ABOUT THIS EXERCISE => Searching the material below, find each line that includes the word "else", and copy it.

BEGIN RECORDS FOR PROCESSING

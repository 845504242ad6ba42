
use std::env;

use tempfile::TempDir;

/// RAII guard for environment variables - automatically restores on drop
pub(crate) struct EnvGuard {
    key: &'static str,
    original: Option<String>,
}

impl EnvGuard {
    pub(crate) fn set(key: &'static str, value: &str) -> Self {
        unsafe {
            let original = env::var(key).ok();
            env::set_var(key, value);
            Self { key, original }
        }
    }
}

impl Drop for EnvGuard {
    fn drop(&mut self) {
        unsafe {
            match &self.original {
                Some(val) => env::set_var(self.key, val),
                None => env::remove_var(self.key),
            }
        }
    }
}

/// Create a temp config directory and set GF_CONFIG_DIR
pub(crate) fn setup_config_dir() -> (TempDir, EnvGuard) {
    let temp = TempDir::new().unwrap();
    let guard = EnvGuard::set("GF_CONFIG_DIR", temp.path().to_str().unwrap());
    (temp, guard)
}
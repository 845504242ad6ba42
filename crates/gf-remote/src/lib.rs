//! HTTP adapters for the identity provider and document store.

pub(crate) mod error;
pub(crate) mod http;
pub(crate) mod rest_document_store;
pub(crate) mod rest_identity_provider;

pub use error::{RemoteError, Result as RemoteResult};
pub use http::build_client;
pub use rest_document_store::RestDocumentStore;
pub use rest_identity_provider::RestIdentityProvider;
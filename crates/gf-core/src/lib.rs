pub mod error;
pub mod models;

pub use error::{CoreError, Result as CoreResult};
pub use models::identity::Identity;
pub use models::profile_document::ProfileDocument;
pub use models::profile_record::{DEFAULT_DISPLAY_NAME, ProfileRecord};
pub use models::role::Role;

#[cfg(test)]
mod tests;
use crate::Role;

use chrono::{DateTime, Utc};
use serde::{Deserialize, Serialize};

/// Stored body of a profile. The owning identity id is the document key,
/// so it never appears in the body itself.
#[derive(Debug, Clone, Serialize, Deserialize, PartialEq)]
#[serde(rename_all = "camelCase")]
pub struct ProfileDocument {
    pub email: String,
    pub name: String,
    pub role: Role,
    #[serde(default, skip_serializing_if = "Option::is_none")]
    pub profile_image: Option<String>,
    pub created_at: DateTime<Utc>,
}
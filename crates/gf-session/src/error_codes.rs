// Codes carried in `ErrorInfo::code`.

pub const OFFLINE: &str = "OFFLINE";
pub const CONNECTIVITY_LOST: &str = "CONNECTIVITY_LOST";
pub const INVALID_CREDENTIALS: &str = "INVALID_CREDENTIALS";
pub const PROFILE_NOT_FOUND: &str = "PROFILE_NOT_FOUND";
pub const REMOTE_SERVICE: &str = "REMOTE_SERVICE";
pub const UNKNOWN: &str = "UNKNOWN";
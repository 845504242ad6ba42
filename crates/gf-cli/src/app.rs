use crate::{Cli, CliResult, Commands};

use gf_config::Config;
use gf_remote::{RestDocumentStore, RestIdentityProvider, build_client};
use gf_session::{
    ConnectivityMonitor, ConnectivityState, Result as SessionResult, SessionService,
    SessionSettings, SessionState,
};

use std::sync::Arc;

use log::{info, warn};

/// Run one command against a fresh session and return the settled state.
///
/// The service is always shut down, also when the command fails.
pub async fn run_command(cli: &Cli, config: &Config) -> CliResult<SessionState> {
    let client = build_client(&config.remote)?;
    let identity = Arc::new(RestIdentityProvider::new(client.clone(), &config.remote)?);
    let documents = Arc::new(RestDocumentStore::new(client, &config.remote)?);

    let initial = if cli.offline || !config.session.start_online {
        ConnectivityState::Offline
    } else {
        ConnectivityState::Online
    };

    let service = SessionService::start(
        identity,
        documents,
        ConnectivityMonitor::new(initial),
        SessionSettings::from(config),
    );

    let outcome = execute(&service, &cli.command).await;
    let flushed = service.flush().await;
    let state = service.snapshot();
    service.shutdown().await;

    if let Err(e) = &outcome {
        warn!("Command failed: {e}");
    }
    outcome?;
    flushed?;

    info!("Session settled in phase {:?}", state.phase);
    Ok(state)
}

async fn execute(service: &SessionService, command: &Commands) -> SessionResult<()> {
    match command {
        Commands::Login { email, password } => service.login(email, password).await.map(|_| ()),
        Commands::Register {
            email,
            password,
            name,
            role,
        } => service
            .register(email, password, name, *role)
            .await
            .map(|_| ()),
        Commands::Logout => service.logout().await,
    }
}

/// Session state as JSON for stdout.
pub fn render(state: &SessionState, pretty: bool) -> CliResult<String> {
    let json = if pretty {
        serde_json::to_string_pretty(state)?
    } else {
        serde_json::to_string(state)?
    };
    Ok(json)
}
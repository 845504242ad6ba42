use gf_session::SessionError;

use std::panic::Location;

use error_location::ErrorLocation;
use reqwest::StatusCode;
use thiserror::Error;

/// Provider error codes that mean the credentials or account details were
/// refused. `WEAK_PASSWORD` arrives with a trailing explanation, so codes
/// are matched as prefixes.
const CREDENTIAL_CODES: &[&str] = &[
    "EMAIL_NOT_FOUND",
    "INVALID_PASSWORD",
    "INVALID_LOGIN_CREDENTIALS",
    "USER_DISABLED",
    "EMAIL_EXISTS",
    "WEAK_PASSWORD",
    "INVALID_EMAIL",
];

/// Errors that can occur talking to the remote services
#[derive(Error, Debug)]
pub enum RemoteError {
    #[error("HTTP request error: {message} {location}")]
    Http {
        message: String,
        location: ErrorLocation,
        #[source]
        source: reqwest::Error,
    },

    #[error("API error: {message} (status: {status}, code: {code}) {location}")]
    Api {
        status: u16,
        code: String,
        message: String,
        location: ErrorLocation,
    },

    #[error("Invalid URL: {message} {location}")]
    Url {
        message: String,
        location: ErrorLocation,
    },

    #[error("JSON parse error: {message} {location}")]
    Json {
        message: String,
        location: ErrorLocation,
        #[source]
        source: serde_json::Error,
    },
}

impl RemoteError {
    #[track_caller]
    pub fn from_reqwest(err: reqwest::Error) -> Self {
        RemoteError::Http {
            message: err.to_string(),
            location: ErrorLocation::from(Location::caller()),
            source: err,
        }
    }

    #[track_caller]
    pub fn from_json(err: serde_json::Error) -> Self {
        RemoteError::Json {
            message: err.to_string(),
            location: ErrorLocation::from(Location::caller()),
            source: err,
        }
    }

    #[track_caller]
    pub fn api_error(status: StatusCode, code: impl Into<String>, message: impl Into<String>) -> Self {
        RemoteError::Api {
            status: status.as_u16(),
            code: code.into(),
            message: message.into(),
            location: ErrorLocation::from(Location::caller()),
        }
    }

    #[track_caller]
    pub fn invalid_url(message: impl Into<String>) -> Self {
        RemoteError::Url {
            message: message.into(),
            location: ErrorLocation::from(Location::caller()),
        }
    }

    /// Transport failures, throttling and server errors.
    pub fn is_transient(&self) -> bool {
        match self {
            Self::Http { source, .. } => !source.is_decode() && !source.is_builder(),
            Self::Api { status, .. } => {
                *status == StatusCode::TOO_MANY_REQUESTS.as_u16() || *status >= 500
            }
            Self::Url { .. } | Self::Json { .. } => false,
        }
    }

    pub fn is_credential_rejection(&self) -> bool {
        match self {
            Self::Api { code, .. } => CREDENTIAL_CODES
                .iter()
                .any(|known| code.starts_with(known)),
            _ => false,
        }
    }
}

impl From<reqwest::Error> for RemoteError {
    #[track_caller]
    fn from(err: reqwest::Error) -> Self {
        RemoteError::from_reqwest(err)
    }
}

impl From<serde_json::Error> for RemoteError {
    #[track_caller]
    fn from(err: serde_json::Error) -> Self {
        RemoteError::from_json(err)
    }
}

impl From<RemoteError> for SessionError {
    #[track_caller]
    fn from(err: RemoteError) -> Self {
        let message = match &err {
            RemoteError::Api { code, message, .. } if message.is_empty() => code.clone(),
            RemoteError::Api { message, .. } => message.clone(),
            RemoteError::Http { message, .. }
            | RemoteError::Url { message, .. }
            | RemoteError::Json { message, .. } => message.clone(),
        };

        if err.is_credential_rejection() {
            SessionError::invalid_credentials(message)
        } else if err.is_transient() {
            SessionError::remote_service(message)
        } else {
            SessionError::unknown(message)
        }
    }
}

pub type Result<T> = std::result::Result<T, RemoteError>;
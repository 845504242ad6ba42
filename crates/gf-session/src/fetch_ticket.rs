/// Identity snapshot a background profile fetch was issued against.
#[derive(Debug, Clone, PartialEq, Eq)]
pub struct FetchTicket {
    pub identity_id: String,
    pub generation: u64,
}
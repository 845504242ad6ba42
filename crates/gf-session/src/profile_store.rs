use crate::{ConnectivityMonitor, DocumentStore, Result as SessionResult, RetryPolicy, SessionError};
use crate::retry::with_retry;

use std::sync::Arc;

use gf_core::ProfileRecord;
use log::info;

/// Profile access on top of the document store.
#[derive(Clone)]
pub struct ProfileStore {
    documents: Arc<dyn DocumentStore>,
    collection: String,
    connectivity: ConnectivityMonitor,
    retry: RetryPolicy,
}

impl ProfileStore {
    pub fn new(
        documents: Arc<dyn DocumentStore>,
        collection: impl Into<String>,
        connectivity: ConnectivityMonitor,
        retry: RetryPolicy,
    ) -> Self {
        Self {
            documents,
            collection: collection.into(),
            connectivity,
            retry,
        }
    }

    pub fn collection(&self) -> &str {
        &self.collection
    }

    /// Fetch the profile keyed by `identity_id`, retrying transient failures.
    ///
    /// Absence is reported as `SessionError::ProfileNotFound`.
    pub async fn get(&self, identity_id: &str) -> SessionResult<ProfileRecord> {
        let document = with_retry(&self.retry, &self.connectivity, "fetch profile", || {
            self.documents.get(&self.collection, identity_id)
        })
        .await?;

        match document {
            Some(value) => Ok(ProfileRecord::from_value(identity_id, value)?),
            None => Err(SessionError::profile_not_found(identity_id)),
        }
    }

    /// Write a new profile. Never retried: a repeated create after a
    /// partial success could clobber a record written in between.
    pub async fn create(&self, record: &ProfileRecord) -> SessionResult<()> {
        let document = serde_json::to_value(record.to_document())?;
        self.documents
            .set(&self.collection, &record.id, document)
            .await?;
        info!(
            "Created profile {} in '{}' (role: {})",
            record.id, self.collection, record.role
        );
        Ok(())
    }
}
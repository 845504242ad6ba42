use crate::{CoreError, CoreResult};

use std::fmt;
use std::panic::Location;
use std::str::FromStr;

use error_location::ErrorLocation;
use serde::{Deserialize, Serialize};

/// Two-level authorization flag carried on every profile.
#[derive(Debug, Clone, Copy, Default, Serialize, Deserialize, PartialEq, Eq)]
#[serde(rename_all = "lowercase")]
pub enum Role {
    Admin,
    #[default]
    Member,
}

impl Role {
    pub fn as_str(&self) -> &str {
        match self {
            Self::Admin => "admin",
            Self::Member => "member",
        }
    }

    pub fn is_admin(&self) -> bool {
        matches!(self, Self::Admin)
    }
}

impl fmt::Display for Role {
    fn fmt(&self, f: &mut fmt::Formatter<'_>) -> fmt::Result {
        f.write_str(self.as_str())
    }
}

impl FromStr for Role {
    type Err = CoreError;

    #[track_caller]
    fn from_str(s: &str) -> CoreResult<Self> {
        match s {
            "admin" => Ok(Self::Admin),
            "member" => Ok(Self::Member),
            _ => Err(CoreError::InvalidRole {
                value: s.to_string(),
                location: ErrorLocation::from(Location::caller()),
            }),
        }
    }
}
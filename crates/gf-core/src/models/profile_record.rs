use crate::{CoreError, CoreResult, Identity, ProfileDocument, Role};

use chrono::{DateTime, Utc};
use serde::{Deserialize, Serialize};

/// Name given to lazily created profiles when the provider has none.
pub const DEFAULT_DISPLAY_NAME: &str = "User";

/// Application-owned profile of a principal, keyed by identity id.
#[derive(Debug, Clone, Serialize, Deserialize, PartialEq)]
pub struct ProfileRecord {
    pub id: String,
    pub email: String,
    pub name: String,
    pub role: Role,
    pub profile_image: Option<String>,
    pub created_at: DateTime<Utc>,
}

impl ProfileRecord {
    /// Default profile for an identity seen without a stored record.
    pub fn default_for(identity: &Identity) -> Self {
        let name = identity
            .display_name
            .as_deref()
            .filter(|name| !name.trim().is_empty())
            .unwrap_or(DEFAULT_DISPLAY_NAME);

        Self {
            id: identity.id.clone(),
            email: identity.email.clone(),
            name: name.to_string(),
            role: Role::Member,
            profile_image: None,
            created_at: Utc::now(),
        }
    }

    /// Profile written at registration time, name stored as given.
    pub fn registered(identity: &Identity, name: &str, role: Role) -> Self {
        Self {
            id: identity.id.clone(),
            email: identity.email.clone(),
            name: name.to_string(),
            role,
            profile_image: None,
            created_at: Utc::now(),
        }
    }

    /// Attach a stored body to its key.
    pub fn from_document(id: impl Into<String>, document: ProfileDocument) -> Self {
        Self {
            id: id.into(),
            email: document.email,
            name: document.name,
            role: document.role,
            profile_image: document.profile_image,
            created_at: document.created_at,
        }
    }

    /// Decode a raw stored body.
    pub fn from_value(id: &str, value: serde_json::Value) -> CoreResult<Self> {
        let document: ProfileDocument = serde_json::from_value(value)
            .map_err(|e| CoreError::malformed_document(id, e))?;
        Ok(Self::from_document(id, document))
    }

    pub fn to_document(&self) -> ProfileDocument {
        ProfileDocument {
            email: self.email.clone(),
            name: self.name.clone(),
            role: self.role,
            profile_image: self.profile_image.clone(),
            created_at: self.created_at,
        }
    }

    pub fn belongs_to(&self, identity: &Identity) -> bool {
        self.id == identity.id
    }
}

END RECORDS FOR PROCESSING

RESPONSE BOX =>
    } else {
    } else {
        } else if err.is_transient() {
        } else {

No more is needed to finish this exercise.